YOUR TASK:
The response must consist of every record, restated word for word.

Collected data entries
────────────────────

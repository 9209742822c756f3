use crate::api::middleware::AppState;
use axum::{
    extract::{Request, State},
    middleware::Next,
    response::Response,
};

/// Agent identity as asserted by the external identity service. This crate
/// trusts the `X-Agent-Id` header; authentication itself lives outside the
/// arbitration layer.
#[derive(Debug, Clone)]
pub struct AgentIdentity {
    pub agent_id: String,
}

pub const AGENT_ID_HEADER: &str = "x-agent-id";

/// Middleware that extracts the agent id header and refreshes presence on
/// every agent-identified request. The heartbeat write is fire-and-forget;
/// a failed presence update must not block the request itself.
pub async fn agent_identity_middleware(
    State(state): State<AppState>,
    mut request: Request,
    next: Next,
) -> Response {
    if let Some(agent_id) = request
        .headers()
        .get(AGENT_ID_HEADER)
        .and_then(|v| v.to_str().ok())
        .filter(|v| !v.is_empty())
        .map(|v| v.to_string())
    {
        request.extensions_mut().insert(AgentIdentity {
            agent_id: agent_id.clone(),
        });

        let presence_service = state.presence_service.clone();
        tokio::spawn(async move {
            if let Err(e) = presence_service.heartbeat(&agent_id).await {
                tracing::warn!("Failed to record agent activity: {}", e);
            }
        });
    }

    next.run(request).await
}
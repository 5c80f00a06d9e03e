//! # shop-cli
//!
//! Command-line front end for the storefront client.
//!
//! ## Commands
//!
//! | Command | Description |
//! |---------|-------------|
//! | `login` | Log in and cache the profile |
//! | `logout` | End the session |
//! | `whoami` | Show the cached profile if the session is still valid |
//! | `cart-count` | Refresh and print the cart size |
//! | `products` | List or search the catalog |
//! | `my-products` | List the seller's own products |
//! | `add-product` | List a new product, optionally with an image |
//! | `delete-product` | Remove one of the seller's products |
//! | `checkout-cart` | Pay for everything in the cart |
//! | `buy` | Pay for a single product |

pub mod commands;
pub mod navigator;

pub use commands::{LoginArgs, ProductArgs, ProductFilter, ShippingArgs};
pub use navigator::TerminalNavigator;
//! # shop-core
//!
//! Core types and traits for the storefront session client.
//!
//! This crate provides:
//! - `Transport` trait and the `ApiRequest`/`ApiResponse` values it moves
//! - `Store<T>` reactive containers (`AuthState`, `CartCount`)
//! - `SessionEvents` bus carrying `SessionEvent::RenewalFailed`
//! - `PaymentRedirect` and `Navigator` seams for the external collaborators
//! - `ProfileCache` for the locally cached `UserProfile`
//! - Catalog/order records and the `PurchaseIntent` posted at checkout
//! - `ShopError` for typed error handling
//!
//! ## Example
//!
//! ```rust,ignore
//! use shop_core::{AuthState, PurchaseIntent, ShippingInfo};
//!
//! let auth = AuthState::default();
//! let mut rx = auth.subscribe();
//!
//! // Some other surface logs the user in
//! auth.set(true);
//! rx.changed().await?;
//!
//! let intent = PurchaseIntent::direct(12, 1, ShippingInfo::new("1 Main St", "ON", "Toronto"));
//! assert!(intent.is_ready());
//! ```

pub mod catalog;
pub mod error;
pub mod events;
pub mod intent;
pub mod order;
pub mod profile;
pub mod redirect;
pub mod store;
pub mod transport;

// Re-exports for convenience
pub use catalog::{Category, Page, Product, ProductDraft, ProductQuery};
pub use error::{ErrorDetail, ShopError, ShopResult};
pub use events::{ListenerId, SessionEvent, SessionEvents, SessionListener};
pub use intent::{CheckoutEndpoint, IntentItem, PaymentSession, ProductRef, PurchaseIntent};
pub use order::{CartLine, Order, OrderItem, OrderStatus, ShippingInfo};
pub use profile::{BoxedProfileCache, MemoryProfileCache, ProfileCache, UserProfile, PROFILE_KEY};
pub use redirect::{
    BoxedNavigator, BoxedPaymentRedirect, Navigator, PaymentRedirect, RecordingNavigator, Route,
};
pub use store::{AuthState, CartCount, Store};
pub use transport::{ApiRequest, ApiResponse, BoxedTransport, FileUpload, Method, Transport};
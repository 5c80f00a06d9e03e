//! # Terminal Navigator
//!
//! Stands in for the host router when running from a shell: routes become
//! messages on stdout.

use shop_core::{Navigator, Route};
use tracing::debug;

#[derive(Debug, Default)]
pub struct TerminalNavigator;

impl TerminalNavigator {
    pub fn new() -> Self {
        Self
    }
}

/// What the user should see for `route`
pub fn describe(route: &Route) -> String {
    match route {
        Route::Home => "Welcome back to the storefront.".to_string(),
        Route::Login => "Your session has ended. Run `storefront login` to sign in again.".to_string(),
        Route::External(url) => format!("Continue to payment: {}", url),
    }
}

impl Navigator for TerminalNavigator {
    fn navigate(&self, route: Route) {
        debug!(?route, "Navigating");
        println!("{}", describe(&route));
    }
}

────────────────────

RESPONSE BELOW:
repository 9209742822c756f3
use crate::api::middleware::AppState;
use axum::{
    extract::{Request, State},
    middleware::Next,
    response::Response,
};

/// Agent identity as asserted by the external identity service. This crate
/// trusts the `X-Agent-Id` header; authentication itself lives outside the
/// arbitration layer.
#[derive(Debug, Clone)]
pub struct AgentIdentity {
    pub agent_id: String,
}

pub const AGENT_ID_HEADER: &str = "x-agent-id";

/// Middleware that extracts the agent id header and refreshes presence on
/// every agent-identified request. The heartbeat write is fire-and-forget;
/// a failed presence update must not block the request itself.
pub async fn agent_identity_middleware(
    State(state): State<AppState>,
    mut request: Request,
    next: Next,
) -> Response {
    if let Some(agent_id) = request
        .headers()
        .get(AGENT_ID_HEADER)
        .and_then(|v| v.to_str().ok())
        .filter(|v| !v.is_empty())
        .map(|v| v.to_string())
    {
        request.extensions_mut().insert(AgentIdentity {
            agent_id: agent_id.clone(),
        });

        let presence_service = state.presence_service.clone();
        tokio::spawn(async move {
            if let Err(e) = presence_service.heartbeat(&agent_id).await {
                tracing::warn!("Failed to record agent activity: {}", e);
            }
        });
    }

    next.run(request).await
}
repository 5c80f00a06d9e03e
//! # shop-cli
//!
//! Command-line front end for the storefront client.
//!
//! ## Commands
//!
//! | Command | Description |
//! |---------|-------------|
//! | `login` | Log in and cache the profile |
//! | `logout` | End the session |
//! | `whoami` | Show the cached profile if the session is still valid |
//! | `cart-count` | Refresh and print the cart size |
//! | `products` | List or search the catalog |
//! | `my-products` | List the seller's own products |
//! | `add-product` | List a new product, optionally with an image |
//! | `delete-product` | Remove one of the seller's products |
//! | `checkout-cart` | Pay for everything in the cart |
//! | `buy` | Pay for a single product |

pub mod commands;
pub mod navigator;

pub use commands::{LoginArgs, ProductArgs, ProductFilter, ShippingArgs};
pub use navigator::TerminalNavigator;
//! # shop-core
//!
//! Core types and traits for the storefront session client.
//!
//! This crate provides:
//! - `Transport` trait and the `ApiRequest`/`ApiResponse` values it moves
//! - `Store<T>` reactive containers (`AuthState`, `CartCount`)
//! - `SessionEvents` bus carrying `SessionEvent::RenewalFailed`
//! - `PaymentRedirect` and `Navigator` seams for the external collaborators
//! - `ProfileCache` for the locally cached `UserProfile`
//! - Catalog/order records and the `PurchaseIntent` posted at checkout
//! - `ShopError` for typed error handling
//!
//! ## Example
//!
//! ```rust,ignore
//! use shop_core::{AuthState, PurchaseIntent, ShippingInfo};
//!
//! let auth = AuthState::default();
//! let mut rx = auth.subscribe();
//!
//! // Some other surface logs the user in
//! auth.set(true);
//! rx.changed().await?;
//!
//! let intent = PurchaseIntent::direct(12, 1, ShippingInfo::new("1 Main St", "ON", "Toronto"));
//! assert!(intent.is_ready());
//! ```

pub mod catalog;
pub mod error;
pub mod events;
pub mod intent;
pub mod order;
pub mod profile;
pub mod redirect;
pub mod store;
pub mod transport;

// Re-exports for convenience
pub use catalog::{Category, Page, Product, ProductDraft, ProductQuery};
pub use error::{ErrorDetail, ShopError, ShopResult};
pub use events::{ListenerId, SessionEvent, SessionEvents, SessionListener};
pub use intent::{CheckoutEndpoint, IntentItem, PaymentSession, ProductRef, PurchaseIntent};
pub use order::{CartLine, Order, OrderItem, OrderStatus, ShippingInfo};
pub use profile::{BoxedProfileCache, MemoryProfileCache, ProfileCache, UserProfile, PROFILE_KEY};
pub use redirect::{
    BoxedNavigator, BoxedPaymentRedirect, Navigator, PaymentRedirect, RecordingNavigator, Route,
};
pub use store::{AuthState, CartCount, Store};
pub use transport::{ApiRequest, ApiResponse, BoxedTransport, FileUpload, Method, Transport};
repository 5c80f00a06d9e03e
//! # Terminal Navigator
//!
//! Stands in for the host router when running from a shell: routes become
//! messages on stdout.

use shop_core::{Navigator, Route};
use tracing::debug;

#[derive(Debug, Default)]
pub struct TerminalNavigator;

impl TerminalNavigator {
    pub fn new() -> Self {
        Self
    }
}

/// What the user should see for `route`
pub fn describe(route: &Route) -> String {
    match route {
        Route::Home => "Welcome back to the storefront.".to_string(),
        Route::Login => "Your session has ended. Run `storefront login` to sign in again.".to_string(),
        Route::External(url) => format!("Continue to payment: {}", url),
    }
}

impl Navigator for TerminalNavigator {
    fn navigate(&self, route: Route) {
        debug!(?route, "Navigating");
        println!("{}", describe(&route));
    }
}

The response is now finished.